En 1829, une grande chapelle est érigée par le roi de France pour commémorer les martyrs qui ont donné leur vie pour sa cause. Solennelle sur un champ ouvert qui surplombe les marais, la chapelle se dresse comme un temple sur le sol sacré, qui à ce jour est censé être hanté par les esprits des morts.

Chapelle expiatoire du Champ-des-Martyrs
Un spectacle impressionnant, la Chapelle expiatoire du Champ-des-Martyrs a été construite par le roi en l’honneur des morts. © Productions éthérées.

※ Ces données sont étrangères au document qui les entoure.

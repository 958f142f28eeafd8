//! Storage collaborator seam and an in-memory implementation.
//!
//! The access layer only needs stable ids, property reads/writes and typed
//! incoming/outgoing relationships. Nodes and relationships share one id
//! namespace, so property access is keyed by element id.

use std::sync::Arc;

use ahash::AHashMap;
use parking_lot::RwLock;
use serde_json::Value;
use uuid::Uuid;

use crate::cache::AccessPathCache;
use crate::error::{AccessError, Result};

/// Handle to a directed, typed relationship.
#[derive(Debug, Clone, PartialEq, Eq, Hash)]
pub struct Relationship {
    pub id: String,
    pub rel_type: String,
    pub source: String,
    pub target: String,
}

impl Relationship {
    pub fn type_name(&self) -> &str {
        &self.rel_type
    }

    /// The endpoint opposite to `node`, if `node` is one of the endpoints.
    pub fn other_end(&self, node: &str) -> Option<&str> {
        if self.source == node {
            Some(&self.target)
        } else if self.target == node {
            Some(&self.source)
        } else {
            None
        }
    }
}

/// What the access layer needs from the graph storage engine.
pub trait GraphStore: Send + Sync {
    fn node_exists(&self, id: &str) -> bool;

    /// Whether `id` names a node or a relationship. Either may be a resource.
    fn element_exists(&self, id: &str) -> bool {
        self.node_exists(id) || self.relationship(id).is_some()
    }

    fn has_property(&self, id: &str, key: &str) -> bool {
        self.get_property(id, key).is_some()
    }

    fn get_property(&self, id: &str, key: &str) -> Option<Value>;

    fn set_property(&self, id: &str, key: &str, value: Value) -> Result<()>;

    fn relationship(&self, id: &str) -> Option<Relationship>;

    /// Relationships leaving `node`, optionally restricted to one type.
    fn outgoing(&self, node: &str, rel_type: Option<&str>) -> Vec<Relationship>;

    /// Relationships entering `node`, optionally restricted to one type.
    fn incoming(&self, node: &str, rel_type: Option<&str>) -> Vec<Relationship>;

    /// Endpoints may be nodes or relationships.
    fn create_relationship(&self, source: &str, target: &str, rel_type: &str)
        -> Result<Relationship>;

    fn delete_relationship(&self, rel: &Relationship) -> Result<()>;

    /// Boolean property with `false` for anything absent or non-boolean.
    fn flag(&self, id: &str, key: &str) -> bool {
        matches!(self.get_property(id, key), Some(Value::Bool(true)))
    }
}

#[derive(Debug, Default)]
struct GraphState {
    nodes: AHashMap<String, AHashMap<String, Value>>,
    relationships: AHashMap<String, (Relationship, AHashMap<String, Value>)>,
    outgoing: AHashMap<String, Vec<String>>,
    incoming: AHashMap<String, Vec<String>>,
}

impl GraphState {
    fn collect(&self, ids: Option<&Vec<String>>, rel_type: Option<&str>) -> Vec<Relationship> {
        ids.into_iter()
            .flatten()
            .filter_map(|id| self.relationships.get(id))
            .map(|(rel, _)| rel)
            .filter(|rel| rel_type.map_or(true, |t| rel.rel_type == t))
            .cloned()
            .collect()
    }

    fn contains(&self, id: &str) -> bool {
        self.nodes.contains_key(id) || self.relationships.contains_key(id)
    }

    fn unlink(&mut self, rel: &Relationship) {
        if let Some(ids) = self.outgoing.get_mut(&rel.source) {
            ids.retain(|id| id != &rel.id);
        }
        if let Some(ids) = self.incoming.get_mut(&rel.target) {
            ids.retain(|id| id != &rel.id);
        }
    }

    /// Remove every relationship attached to `id`, then every relationship
    /// attached to those, and return what was removed.
    fn detach(&mut self, id: &str) -> Vec<Relationship> {
        let mut removed = Vec::new();
        let mut pending = vec![id.to_string()];
        while let Some(element) = pending.pop() {
            let mut rel_ids = self.outgoing.remove(&element).unwrap_or_default();
            rel_ids.extend(self.incoming.remove(&element).unwrap_or_default());
            for rel_id in rel_ids {
                if let Some((rel, _)) = self.relationships.remove(&rel_id) {
                    self.unlink(&rel);
                    pending.push(rel.id.clone());
                    removed.push(rel);
                }
            }
        }
        removed
    }
}

/// In-memory property graph.
///
/// When attached to an [`AccessPathCache`], every mutation invalidates the
/// cache entries that recorded the touched elements.
#[derive(Default)]
pub struct MemoryGraph {
    state: RwLock<GraphState>,
    cache: Option<Arc<AccessPathCache>>,
}

impl MemoryGraph {
    pub fn new() -> Self {
        Self::default()
    }

    pub fn with_cache(cache: Arc<AccessPathCache>) -> Self {
        Self {
            state: RwLock::new(GraphState::default()),
            cache: Some(cache),
        }
    }

    /// Create a node with the given properties and return its id.
    pub fn create_node<I, K>(&self, properties: I) -> String
    where
        I: IntoIterator<Item = (K, Value)>,
        K: Into<String>,
    {
        let id = Uuid::new_v4().simple().to_string();
        let props = properties.into_iter().map(|(k, v)| (k.into(), v)).collect();
        self.state.write().nodes.insert(id.clone(), props);
        id
    }

    /// Delete a node together with every attached relationship.
    pub fn delete_node(&self, id: &str) -> Result<()> {
        let removed = {
            let mut state = self.state.write();
            if state.nodes.remove(id).is_none() {
                return Err(AccessError::NodeNotFound(id.to_string()));
            }
            state.detach(id)
        };
        if let Some(cache) = &self.cache {
            cache.invalidate_for_id(id);
        }
        self.notify_removed(&removed);
        Ok(())
    }

    fn notify_removed(&self, removed: &[Relationship]) {
        if let Some(cache) = &self.cache {
            for rel in removed {
                cache.on_relationship_changed(rel);
            }
        }
    }

    pub fn node_count(&self) -> usize {
        self.state.read().nodes.len()
    }

    pub fn relationship_count(&self) -> usize {
        self.state.read().relationships.len()
    }
}

impl GraphStore for MemoryGraph {
    fn node_exists(&self, id: &str) -> bool {
        self.state.read().nodes.contains_key(id)
    }

    fn get_property(&self, id: &str, key: &str) -> Option<Value> {
        let state = self.state.read();
        match state.nodes.get(id) {
            Some(props) => props.get(key).cloned(),
            None => state
                .relationships
                .get(id)
                .and_then(|(_, props)| props.get(key).cloned()),
        }
    }

    fn set_property(&self, id: &str, key: &str, value: Value) -> Result<()> {
        {
            let mut state = self.state.write();
            let state = &mut *state;
            if let Some(props) = state.nodes.get_mut(id) {
                props.insert(key.to_string(), value);
            } else if let Some((_, props)) = state.relationships.get_mut(id) {
                props.insert(key.to_string(), value);
            } else {
                return Err(AccessError::ElementNotFound(id.to_string()));
            }
        }
        if let Some(cache) = &self.cache {
            cache.on_element_changed(id);
        }
        Ok(())
    }

    fn relationship(&self, id: &str) -> Option<Relationship> {
        self.state
            .read()
            .relationships
            .get(id)
            .map(|(rel, _)| rel.clone())
    }

    fn outgoing(&self, node: &str, rel_type: Option<&str>) -> Vec<Relationship> {
        let state = self.state.read();
        state.collect(state.outgoing.get(node), rel_type)
    }

    fn incoming(&self, node: &str, rel_type: Option<&str>) -> Vec<Relationship> {
        let state = self.state.read();
        state.collect(state.incoming.get(node), rel_type)
    }

    fn create_relationship(
        &self,
        source: &str,
        target: &str,
        rel_type: &str,
    ) -> Result<Relationship> {
        let rel = {
            let mut state = self.state.write();
            for endpoint in [source, target] {
                if !state.contains(endpoint) {
                    return Err(AccessError::ElementNotFound(endpoint.to_string()));
                }
            }
            let rel = Relationship {
                id: Uuid::new_v4().simple().to_string(),
                rel_type: rel_type.to_string(),
                source: source.to_string(),
                target: target.to_string(),
            };
            state
                .outgoing
                .entry(rel.source.clone())
                .or_default()
                .push(rel.id.clone());
            state
                .incoming
                .entry(rel.target.clone())
                .or_default()
                .push(rel.id.clone());
            state
                .relationships
                .insert(rel.id.clone(), (rel.clone(), AHashMap::new()));
            rel
        };
        if let Some(cache) = &self.cache {
            cache.on_relationship_changed(&rel);
        }
        Ok(rel)
    }

    /// Also removes relationships that have `rel` as an endpoint.
    fn delete_relationship(&self, rel: &Relationship) -> Result<()> {
        let removed = {
            let mut state = self.state.write();
            let Some((stored, _)) = state.relationships.remove(&rel.id) else {
                return Err(AccessError::RelationshipNotFound(rel.id.clone()));
            };
            state.unlink(&stored);
            state.detach(&stored.id)
        };
        if let Some(cache) = &self.cache {
            cache.on_relationship_changed(rel);
        }
        self.notify_removed(&removed);
        Ok(())
    }
}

La légende locale raconte comment les vies perdues dans les conflits se sont infiltrées dans les marais, imprégnant la terre d’une malédiction. On pense que les soldats sont pris au piège de l’emprise sinistre de cet endroit contre nature, revivant le moment de leur mort encore et encore.

Il y a des rapports de témoins ayant rencontré une brume d’un autre monde descendant sur les marais. Certains ont même affirmé que les âmes tourmentées des soldats avaient attaqué physiquement des personnes alors qu’elles marchaient sur le lieu de leur mort. Les esprits inquiets des soldats prétendent alors non seulement revivre leurs derniers instants, mais aussi chercher de nouvelles victimes pour alimenter leur soif de sang.8

Comment s’y rendre: Pour voir les marais de Kerzo, dirigez-vous vers le Champ-des-Martyrs à Brech. Au nord d’Auray, prendre la D768 et suivre les panneaux pour le Champ-des-Martyrs. Il y a un grand parking qui mène à la Chapelle expiatoire du Champ-des-Martyrs. Les marais côtoient le champ de la chapelle. Cliquez ici pour voir la carte.